LFU Cache (Rust)
Topics: cache eviction, LFU, ordered index
Problem
Implement an LFU (Least-Frequently-Used) cache. On overflow, evict the key with the lowest
access frequency; break ties by least-recently-used within that frequency.
pub struct Lfu { /* … */ }
impl Lfu {
pub fn new(capacity: usize) -> Self;
pub fn get(&mut self, key: i32) -> Option<i32>;
pub fn put(&mut self, key: i32, val: i32);
pub fn len(&self) -> usize;
}
get and put on an existing key increment its frequency.
- A new
put past capacity evicts the least-frequent / least-recently-used entry first.
put on an existing key updates the value and bumps frequency.
put 1,2 (cap 2); get(1); put(3) → evicts 2 (freq 1 < 1's freq 2)

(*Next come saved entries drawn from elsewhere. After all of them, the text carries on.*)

//! Payload encoding: JSON, zlib, then standard base64 text.

use base64::{engine::general_purpose::STANDARD, Engine as _};
use flate2::read::ZlibDecoder;
use flate2::write::ZlibEncoder;
use flate2::Compression;
use serde::de::DeserializeOwned;
use serde::Serialize;
use std::io::Write;
use thiserror::Error;

/// Payload codec errors.
#[derive(Debug, Error)]
pub enum CodecError {
    /// JSON (de)serialization failed.
    #[error("json: {0}")]
    Json(#[from] serde_json::Error),

    /// Compression failed.
    #[error("zlib: {0}")]
    Compression(#[from] std::io::Error),

    /// The text is not valid base64.
    #[error("base64: {0}")]
    Base64(#[from] base64::DecodeError),
}

/// Encode a job into payload text.
///
/// # Errors
///
/// Returns an error if the value cannot be serialized.
pub fn encode_payload<T: Serialize>(value: &T) -> Result<String, CodecError> {
    let json = serde_json::to_vec(value)?;
    let mut encoder = ZlibEncoder::new(Vec::new(), Compression::default());
    encoder.write_all(&json)?;
    let compressed = encoder.finish()?;
    Ok(STANDARD.encode(compressed))
}

/// Decode payload text produced by [`encode_payload`].
///
/// # Errors
///
/// Returns an error if any stage of the pipeline rejects the input.
pub fn decode_payload<T: DeserializeOwned>(payload: &str) -> Result<T, CodecError> {
    let compressed = STANDARD.decode(payload.trim())?;
    let decoder = ZlibDecoder::new(compressed.as_slice());
    Ok(serde_json::from_reader(decoder)?)
}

put 1,2 (cap 2); put(3) → evicts 1 (tie at freq 1 → LRU)
Key concepts
- Ordered index: key the cache by
(freq, seq) in a BTreeMap, where seq is a monotonic
counter. The smallest pair — lowest frequency, then oldest — is exactly the eviction victim, so
eviction is order.pop_first().
- Reinsert on access: to bump a key, remove its
(freq, seq) slot and re-add it at (freq + 1, new_seq), making it the most recent within its new frequency.
- Tradeoff: this is O(log n) (vs Go's O(1) frequency lists) but much simpler — the LRU port
makes the same clarity-over-asymptotics choice.
new, len, and next_seq are provided; you implement get, put, and reinsert.
Grading
Your solution.rs is compiled together with a trusted tests.rs (which include!s it) using
rustc --test. Only solution.rs is yours to edit.